One of the publishers that used de!ite had found the experience wanting.
‘Some of their features, like the embedding of videos, didn’t work well. In an iPad magazine, even with a page-turner model, video ads should play within the magazine environment. However, when you embedded a video with de!ite, the reader would be taken out of the app and into a browser to play the video. That’s not embedding, as I understand it. And it’s disruptive,’ the publisher said.
The publisher noted, however, the de!ite had the best rates in town, in a time when its only competitor here was US-based Zinio.
While any costs incurred are bound to be but a smudge in the black ink of SingTel’s reserves, de!ite’s demise could have been a lesson in the brutal economics of online publishing.
A SingTel de!ite term sheet that BT saw gave the magazine title provider a 60 per cent cut of sales. de!ite also appears to use Apple’s in-app purchase mechanism for its app on Apple devices, which means that Apple could have taken another 30 per cent off copy sales, leaving a sliver of a margin for de!ite.
This 30 per cent levy has been a thorn in the side of other media behemoths – the Wall Street Journal and Amazon removed their in-app purchasing ability last year, while the Financial Times found a way around it by using an HTML5-based Web-only application, instead of a dedicated app.

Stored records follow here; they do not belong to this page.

//! Codepoint classification for word motions and text objects.

use unicode_general_category::{get_general_category, GeneralCategory};

/// Word-class regime for word motions and word objects.
///
/// `Word` splits text into word characters, punctuation and blanks.
/// `BigWord` treats every non-blank run as one word.
#[derive(Debug, Clone, Copy, PartialEq, Eq)]
pub enum WordType {
  Word,
  BigWord,
}

#[derive(Debug, Clone, Copy, PartialEq, Eq)]
pub enum CharCategory {
  Eol,
  Blank,
  Word,
  Punctuation,
}

#[inline]
pub fn char_is_line_ending(ch: char) -> bool {
  ch == '\n'
}

#[inline]
pub fn char_is_horizontal_blank(ch: char) -> bool {
  ch == ' ' || ch == '\t'
}

#[inline]
pub fn char_is_blank(ch: char) -> bool {
  char_is_horizontal_blank(ch) || char_is_line_ending(ch)
}

#[inline]
pub fn char_is_word(ch: char) -> bool {
  ch.is_alphanumeric() || ch == '_'
}

#[inline]
pub fn char_is_punctuation(ch: char) -> bool {
  matches!(
    get_general_category(ch),
    GeneralCategory::OtherPunctuation
      | GeneralCategory::OpenPunctuation
      | GeneralCategory::ClosePunctuation
      | GeneralCategory::InitialPunctuation
      | GeneralCategory::FinalPunctuation
      | GeneralCategory::ConnectorPunctuation
      | GeneralCategory::DashPunctuation
      | GeneralCategory::MathSymbol
      | GeneralCategory::CurrencySymbol
      | GeneralCategory::ModifierSymbol
  )
}

/// Word-class membership under `word_type`, with the per-context extra
/// word characters mixed in.
#[inline]
pub fn is_word(word_type: WordType, ch: char, extra: &[char]) -> bool {
  match word_type {
    WordType::Word => char_is_word(ch) || extra.contains(&ch),
    WordType::BigWord => !char_is_blank(ch),
  }
}

/// Coarse category of `ch`, used to detect a class change across a
/// boundary. Under `BigWord` everything that is not blank counts as word.
pub fn categorize(word_type: WordType, ch: char, extra: &[char]) -> CharCategory {
  if char_is_line_ending(ch) {
    CharCategory::Eol
  } else if char_is_horizontal_blank(ch) {
    CharCategory::Blank
  } else if matches!(word_type, WordType::BigWord) || char_is_word(ch) || extra.contains(&ch) {
    CharCategory::Word
  } else {
    CharCategory::Punctuation
  }
}
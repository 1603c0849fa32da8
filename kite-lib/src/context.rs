//! Per-call configuration handed to every selector.

use kite_core::buffer::Buffer;
use serde::{Deserialize, Deserializer, Serialize};

/// The options a selector may consult. These come from the editor's
/// configuration store; selectors receive them explicitly rather than
/// reading any global state.
#[derive(Debug, Clone, PartialEq, Eq, Serialize, Deserialize)]
#[serde(default)]
pub struct Options {
  /// Codepoints treated as word characters on top of letters, digits and
  /// `_`.
  pub extra_word_chars: Vec<char>,
  #[serde(deserialize_with = "positive_tabstop")]
  pub tabstop:          usize,
}

impl Default for Options {
  fn default() -> Self {
    Self {
      extra_word_chars: Vec::new(),
      tabstop:          8,
    }
  }
}

fn positive_tabstop<'de, D>(deserializer: D) -> Result<usize, D::Error>
where
  D: Deserializer<'de>,
{
  let value = usize::deserialize(deserializer)?;
  if value == 0 {
    return Err(serde::de::Error::custom("tabstop must be positive"));
  }
  Ok(value)
}

/// A read-only view of the buffer plus the options in effect, borrowed for
/// the duration of a single selector call.
#[derive(Debug, Clone, Copy)]
pub struct Context<'a> {
  pub buffer:  &'a Buffer,
  pub options: &'a Options,
}

impl<'a> Context<'a> {
  pub fn new(buffer: &'a Buffer, options: &'a Options) -> Self {
    Self { buffer, options }
  }
}
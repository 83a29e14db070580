// Dashboard domain model
use super::error::FleetError;
use super::fleet::{fleet_average, EquipmentSeries, KPI_THRESHOLD};
use super::period::Period;
use chrono::{DateTime, Utc};
use serde::Serialize;

#[derive(Debug, Clone, Serialize)]
pub struct Dashboard {
    pub title: String,
    pub period: Period,
    pub month_name: &'static str,
    pub fleet_average: f64,
    pub kpi_threshold: f64,
    pub last_updated: DateTime<Utc>,
    pub editing: bool,
    pub equipment: Vec<EquipmentSummary>,
}

#[derive(Debug, Clone, Serialize)]
pub struct EquipmentSummary {
    #[serde(flatten)]
    pub series: EquipmentSeries,
    pub days_below_threshold: usize,
}

impl Dashboard {
    pub fn new(
        period: Period,
        series: Vec<EquipmentSeries>,
        last_updated: DateTime<Utc>,
        editing: bool,
    ) -> Result<Self, FleetError> {
        let fleet_average = fleet_average(&series)?;
        let equipment = series
            .into_iter()
            .map(|series| EquipmentSummary {
                days_below_threshold: series.below_threshold(KPI_THRESHOLD),
                series,
            })
            .collect();

        Ok(Self {
            title: format!("Fleet Operational Performance - {}", period.label()),
            period,
            month_name: period.month_name(),
            fleet_average,
            kpi_threshold: KPI_THRESHOLD,
            last_updated,
            editing,
            equipment,
        })
    }
}
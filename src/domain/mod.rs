// Domain layer - Fleet availability model and pure computations
pub mod dashboard;
pub mod equipment;
pub mod error;
pub mod fleet;
pub mod period;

Not all of the magazine trade is bad business. No one is sitting prettier in the e-magazine supply chain than Apple’s Newsstand, the wood-grained app on Apple devices that pulls together newspaper and magazine titles. According to a report by market research firm Distimo last month, Newsstand takes in US$70,000 a day on average from its top 100 titles on the iPad in the United States.

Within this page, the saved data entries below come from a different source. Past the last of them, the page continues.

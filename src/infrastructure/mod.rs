// Infrastructure layer - External dependencies and adapters
pub mod config;
pub mod csv_export;
pub mod gemini_client;
pub mod http_response;
pub mod snapshot;
// HTTP response utilities for file downloads and errors
use crate::domain::error::FleetError;
use axum::{
    body::Body,
    http::{header, HeaderValue, Response, StatusCode},
    response::IntoResponse,
    Json,
};
use serde_json::json;

/// Build a download response with Content-Disposition set to `filename`
pub fn attachment_response(
    body: Vec<u8>,
    content_type: &'static str,
    filename: &str,
) -> Result<Response<Body>, StatusCode> {
    let disposition = HeaderValue::from_str(&format!("attachment; filename=\"{}\"", filename))
        .map_err(|e| {
            tracing::error!("Invalid attachment filename {}: {}", filename, e);
            StatusCode::INTERNAL_SERVER_ERROR
        })?;

    Response::builder()
        .status(StatusCode::OK)
        .header(header::CONTENT_TYPE, content_type)
        .header(header::CONTENT_DISPOSITION, disposition)
        .header(header::CONTENT_LENGTH, body.len())
        .body(Body::from(body))
        .map_err(|e| {
            tracing::error!("Response build error: {}", e);
            StatusCode::INTERNAL_SERVER_ERROR
        })
}

pub fn error_response(status: StatusCode, message: impl Into<String>) -> axum::response::Response {
    (status, Json(json!({ "error": message.into() }))).into_response()
}

pub fn status_for(err: &FleetError) -> StatusCode {
    match err {
        FleetError::InvalidMonth(_) | FleetError::InvalidYear(_) | FleetError::DayOutOfRange { .. } => {
            StatusCode::BAD_REQUEST
        }
        FleetError::UnknownEquipment(_) => StatusCode::NOT_FOUND,
        FleetError::NoEditSession => StatusCode::CONFLICT,
        FleetError::EmptySeries => StatusCode::INTERNAL_SERVER_ERROR,
    }
}

impl IntoResponse for FleetError {
    fn into_response(self) -> axum::response::Response {
        let status = status_for(&self);
        if status.is_server_error() {
            tracing::error!("Fleet error: {}", self);
        }
        error_response(status, self.to_string())
    }
}
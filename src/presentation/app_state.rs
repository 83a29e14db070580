// Application state for HTTP handlers
use crate::application::fleet_service::FleetService;
use crate::application::report_service::ReportService;

#[derive(Clone)]
pub struct AppState {
    pub fleet_service: FleetService,
    pub report_service: ReportService,
    /// Pixel multiplier for PNG snapshots
    pub snapshot_scale: u32,
}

Its success is a partial reason for other e-magazine distributors’ failure. Newsstand creams 30 per cent off the top of magazine sales, before anyone else gets within sniffing distance.
This could sound the deathknell for smaller distributors that want to run Newsstand-based apps. BT’s sources say that an arm of a large publishing entity in Singapore has a magazine app that will run on Newsstand in the pipeline, but title owners are not giving it very good odds. This new service is offering title owners a 50-50 split of the remaining 70 per cent of sales that Newsstand lets it keep.
Effectively, title owners get only 35 per cent of the cover price if they go down this route – much less than the almost-60 per cent they get from hard copy sales and the 60 per cent that de!ite offered.
de!ite’s demise heralds a time when SingTel will have to face down corporations with which it previously had no quarrel, like Apple. Just last month, SingTel made its digital business a division in its own right, alongside its mobile business – a clear sign that it is quite prepared to return fire.